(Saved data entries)
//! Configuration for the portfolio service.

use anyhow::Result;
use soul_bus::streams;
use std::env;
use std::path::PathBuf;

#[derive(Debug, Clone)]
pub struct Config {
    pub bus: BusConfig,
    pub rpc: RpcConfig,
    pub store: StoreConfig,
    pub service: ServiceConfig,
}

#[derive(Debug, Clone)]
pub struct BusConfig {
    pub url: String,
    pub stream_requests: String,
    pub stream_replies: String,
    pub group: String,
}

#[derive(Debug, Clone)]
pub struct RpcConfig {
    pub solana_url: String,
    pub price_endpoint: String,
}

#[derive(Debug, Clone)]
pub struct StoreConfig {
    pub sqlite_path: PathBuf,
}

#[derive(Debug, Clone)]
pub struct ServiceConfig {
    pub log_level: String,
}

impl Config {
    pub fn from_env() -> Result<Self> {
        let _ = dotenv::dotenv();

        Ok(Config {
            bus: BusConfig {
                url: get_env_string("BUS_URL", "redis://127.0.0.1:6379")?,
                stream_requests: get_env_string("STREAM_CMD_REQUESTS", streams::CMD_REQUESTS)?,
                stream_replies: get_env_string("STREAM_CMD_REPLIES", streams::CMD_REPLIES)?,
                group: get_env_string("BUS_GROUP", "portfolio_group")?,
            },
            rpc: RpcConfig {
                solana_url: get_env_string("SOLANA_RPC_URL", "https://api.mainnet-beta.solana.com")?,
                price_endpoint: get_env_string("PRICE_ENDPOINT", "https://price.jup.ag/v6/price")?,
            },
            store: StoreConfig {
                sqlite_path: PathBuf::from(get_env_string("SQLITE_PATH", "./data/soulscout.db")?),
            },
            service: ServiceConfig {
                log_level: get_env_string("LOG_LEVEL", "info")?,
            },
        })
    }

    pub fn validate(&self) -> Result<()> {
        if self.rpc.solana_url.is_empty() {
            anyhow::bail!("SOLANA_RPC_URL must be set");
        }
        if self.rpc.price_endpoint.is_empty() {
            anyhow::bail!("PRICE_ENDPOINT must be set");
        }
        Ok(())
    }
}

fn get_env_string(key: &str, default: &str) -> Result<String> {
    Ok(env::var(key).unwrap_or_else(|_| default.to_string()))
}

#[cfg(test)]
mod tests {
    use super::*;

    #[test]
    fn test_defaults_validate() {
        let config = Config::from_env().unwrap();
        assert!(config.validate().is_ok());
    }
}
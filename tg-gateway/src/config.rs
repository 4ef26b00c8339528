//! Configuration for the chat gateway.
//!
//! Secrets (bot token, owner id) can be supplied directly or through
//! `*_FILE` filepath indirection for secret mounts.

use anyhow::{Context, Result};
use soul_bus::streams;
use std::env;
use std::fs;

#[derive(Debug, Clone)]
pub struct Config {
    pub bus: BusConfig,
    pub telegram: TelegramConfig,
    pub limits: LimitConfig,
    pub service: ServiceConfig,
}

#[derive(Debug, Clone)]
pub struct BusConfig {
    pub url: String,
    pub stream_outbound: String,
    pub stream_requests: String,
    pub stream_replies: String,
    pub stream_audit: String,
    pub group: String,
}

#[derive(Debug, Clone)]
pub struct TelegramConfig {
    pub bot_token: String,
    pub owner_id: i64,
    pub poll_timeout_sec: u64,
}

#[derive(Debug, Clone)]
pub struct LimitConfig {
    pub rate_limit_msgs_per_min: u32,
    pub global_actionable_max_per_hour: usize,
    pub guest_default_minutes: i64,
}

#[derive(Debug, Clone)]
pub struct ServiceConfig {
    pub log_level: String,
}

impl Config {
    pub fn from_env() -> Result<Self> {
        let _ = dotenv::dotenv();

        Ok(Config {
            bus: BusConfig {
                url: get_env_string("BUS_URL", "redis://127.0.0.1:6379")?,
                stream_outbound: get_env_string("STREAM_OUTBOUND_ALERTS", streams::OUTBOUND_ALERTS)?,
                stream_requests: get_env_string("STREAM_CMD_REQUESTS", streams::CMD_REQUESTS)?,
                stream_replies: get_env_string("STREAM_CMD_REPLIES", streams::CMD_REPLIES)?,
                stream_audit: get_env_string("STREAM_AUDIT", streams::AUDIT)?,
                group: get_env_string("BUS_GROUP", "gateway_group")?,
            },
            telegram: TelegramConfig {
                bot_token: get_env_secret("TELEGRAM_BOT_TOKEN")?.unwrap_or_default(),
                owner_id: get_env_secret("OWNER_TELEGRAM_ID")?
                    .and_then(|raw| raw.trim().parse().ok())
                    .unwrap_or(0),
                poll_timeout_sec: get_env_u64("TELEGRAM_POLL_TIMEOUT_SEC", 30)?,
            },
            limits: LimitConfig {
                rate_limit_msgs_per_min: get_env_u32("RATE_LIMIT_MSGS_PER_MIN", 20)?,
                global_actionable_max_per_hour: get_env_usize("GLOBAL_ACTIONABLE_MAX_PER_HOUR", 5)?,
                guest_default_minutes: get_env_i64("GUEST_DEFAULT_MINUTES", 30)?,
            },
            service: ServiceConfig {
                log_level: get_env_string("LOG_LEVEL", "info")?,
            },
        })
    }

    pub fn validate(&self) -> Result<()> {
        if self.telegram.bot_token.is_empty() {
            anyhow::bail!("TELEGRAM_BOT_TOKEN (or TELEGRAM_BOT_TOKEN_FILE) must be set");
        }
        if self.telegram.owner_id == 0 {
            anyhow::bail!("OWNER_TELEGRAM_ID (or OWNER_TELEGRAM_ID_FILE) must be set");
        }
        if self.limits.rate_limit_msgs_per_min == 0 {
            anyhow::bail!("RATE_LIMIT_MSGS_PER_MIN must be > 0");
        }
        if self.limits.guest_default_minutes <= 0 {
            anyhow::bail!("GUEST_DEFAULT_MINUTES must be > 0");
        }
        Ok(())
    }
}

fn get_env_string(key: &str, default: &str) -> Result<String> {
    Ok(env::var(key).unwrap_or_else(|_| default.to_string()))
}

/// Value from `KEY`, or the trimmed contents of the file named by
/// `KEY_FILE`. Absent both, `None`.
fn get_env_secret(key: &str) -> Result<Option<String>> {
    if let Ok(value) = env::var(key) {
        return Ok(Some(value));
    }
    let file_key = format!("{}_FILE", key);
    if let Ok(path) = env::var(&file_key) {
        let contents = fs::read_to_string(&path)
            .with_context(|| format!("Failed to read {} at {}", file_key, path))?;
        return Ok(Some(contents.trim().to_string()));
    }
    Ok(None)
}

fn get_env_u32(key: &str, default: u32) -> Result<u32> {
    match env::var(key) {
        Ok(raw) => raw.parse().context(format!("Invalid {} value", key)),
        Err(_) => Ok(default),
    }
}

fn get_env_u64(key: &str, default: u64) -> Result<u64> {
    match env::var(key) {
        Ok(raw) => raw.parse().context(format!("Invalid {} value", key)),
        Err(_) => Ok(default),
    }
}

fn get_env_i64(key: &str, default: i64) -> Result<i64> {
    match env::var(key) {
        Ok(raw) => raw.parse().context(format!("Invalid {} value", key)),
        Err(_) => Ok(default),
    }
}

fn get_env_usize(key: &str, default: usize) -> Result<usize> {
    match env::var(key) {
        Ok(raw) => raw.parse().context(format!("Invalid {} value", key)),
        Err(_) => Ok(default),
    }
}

→ Exercise description:
The word "must" appears on some lines of the data above; count those lines and return only the number.

→ Reply to the exercise:
6